I woke up the day after I’d handed in my notice, thinking, what am I going to do, I have a car payment, a mortgage and now, no job? Deep in my heart, I knew I’d done the right thing and told myself that I was done working for other people. Gone were the days that I’d put my financial well being in the hands of someone else. I’d no longer work to help another person live their dream, I’d work to live my own.
There’s nothing like having bills to pay and no job to get the brainstorming started. I loved to write, I was good at it, and yes, I was going to be a full time freelance writer. But wait a minute, I had no leads, where would I start, how long before I ran out of savings?
I didn’t panic but set out to find some odd jobs while I got my first clients and got the assignments rolling in. In fact, I had three of them. I sold ad space for a new age publication, I taught cooking classes at the local co-op, and I cleaned offices at night. As the assignments did roll in, and some of them came through connections I made at the jobs, I slowly was able to drop one job, two jobs and then all three. It took time, it took budgeting, it took belief in myself that I could do it. All the time, the driving force being, I didn’t ever want to work for someone else ever again.
Here I am twenty years later, no longer a freelance writer, but an author of 100 plus books, writing tutor, teacher and coach.
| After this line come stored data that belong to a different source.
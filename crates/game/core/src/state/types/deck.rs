//! Draw / hand / discard bookkeeping for the player's deck.

use crate::config::CombatConfig;
use crate::env::{Dice, RngOracle};

/// The three card piles of an encounter.
///
/// The draw pile is consumed from the back. When it runs dry mid-draw, the
/// discard pile is shuffled into it and drawing continues.
#[derive(Clone, Debug, PartialEq, Eq)]
#[cfg_attr(feature = "serde", derive(serde::Serialize, serde::Deserialize))]
pub struct DeckPiles<C> {
    draw: Vec<C>,
    hand: Vec<C>,
    discard: Vec<C>,
}

impl<C> Default for DeckPiles<C> {
    fn default() -> Self {
        Self {
            draw: Vec::new(),
            hand: Vec::new(),
            discard: Vec::new(),
        }
    }
}

/// Result of a draw request.
#[derive(Clone, Copy, Debug, Default, PartialEq, Eq)]
pub struct DrawReport {
    pub drawn: usize,
    pub reshuffled: bool,
}

impl<C> DeckPiles<C> {
    /// Builds piles from a deck list; the whole deck starts in the draw pile,
    /// shuffled.
    pub fn new<R: RngOracle>(deck: Vec<C>, dice: &mut Dice<R>) -> Self {
        let mut piles = Self {
            draw: deck,
            hand: Vec::new(),
            discard: Vec::new(),
        };
        shuffle(&mut piles.draw, dice);
        piles
    }

    /// Builds piles without shuffling. The last card is drawn first.
    pub fn stacked(deck: Vec<C>) -> Self {
        Self {
            draw: deck,
            ..Self::default()
        }
    }

    /// Draws up to `count` cards, reshuffling the discard pile when the draw
    /// pile empties. Stops early when both piles are empty or the hand is full.
    pub fn draw<R: RngOracle>(&mut self, count: usize, dice: &mut Dice<R>) -> DrawReport {
        let mut report = DrawReport::default();

        for _ in 0..count {
            if self.hand.len() >= CombatConfig::MAX_HAND_SIZE {
                break;
            }
            if self.draw.is_empty() {
                if self.discard.is_empty() {
                    break;
                }
                self.draw.append(&mut self.discard);
                shuffle(&mut self.draw, dice);
                report.reshuffled = true;
            }
            if let Some(card) = self.draw.pop() {
                self.hand.push(card);
                report.drawn += 1;
            }
        }

        report
    }

    /// Moves the card at `index` from hand to discard and returns a reference
    /// to it in its new place.
    pub fn discard(&mut self, index: usize) -> Option<&C> {
        if index >= self.hand.len() {
            return None;
        }
        let card = self.hand.remove(index);
        self.discard.push(card);
        self.discard.last()
    }

    /// Moves the whole hand to the discard pile.
    pub fn discard_hand(&mut self) -> usize {
        let count = self.hand.len();
        self.discard.append(&mut self.hand);
        count
    }

    pub fn hand(&self) -> &[C] {
        &self.hand
    }

    pub fn draw_pile_len(&self) -> usize {
        self.draw.len()
    }

    pub fn discard_pile_len(&self) -> usize {
        self.discard.len()
    }

    /// Total cards across all piles.
    pub fn len(&self) -> usize {
        self.draw.len() + self.hand.len() + self.discard.len()
    }

    pub fn is_empty(&self) -> bool {
        self.len() == 0
    }
}

/// Fisher–Yates using the encounter's roll source.
fn shuffle<C, R: RngOracle>(cards: &mut [C], dice: &mut Dice<R>) {
    for i in (1..cards.len()).rev() {
        let j = dice.shuffle_index(i + 1);
        cards.swap(i, j);
    }
}
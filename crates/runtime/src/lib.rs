//! Async runtime orchestration for combat encounters.
//!
//! This crate wires together the action provider abstraction, catalog
//! access, and the simulation worker into a cohesive runtime API. Consumers
//! embed [`Runtime`] to drive an encounter, subscribe to events, and issue
//! commands through [`RuntimeHandle`].
//!
//! Modules are organized by responsibility:
//! - [`runtime`] hosts the orchestrator and builder
//! - [`api`] exposes the types downstream clients interact with
//! - [`events`] provides the topic-based event bus and journal
//! - `workers` keeps background tasks internal to the crate
pub mod api;
pub mod events;
pub mod runtime;

mod workers;

pub use api::{
    ActionProvider, AutoPlayProvider, EncounterSnapshot, EndTurnProvider, PlayerChoice, Result,
    RuntimeError, RuntimeHandle, ScriptedProvider,
};
pub use events::{Event, EventBus, EventJournal, LifecycleEvent, Topic};
pub use runtime::{Runtime, RuntimeBuilder, RuntimeConfig};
I hope you’ve enjoyed me sharing how I arrived here and that maybe it’s given you the incentive to venture out on your own too. There’s no sure thing when you work for someone else and while I’m not saying quit your job today, I encourage you to find a side gig, set up a business, set up a rainy day fund just in case the worst case scenario ever happens to you.
It’s one of the reasons I’ve now taken BSG into a new direction, to help you do just that.
Talk again soon and remember to live the life you love.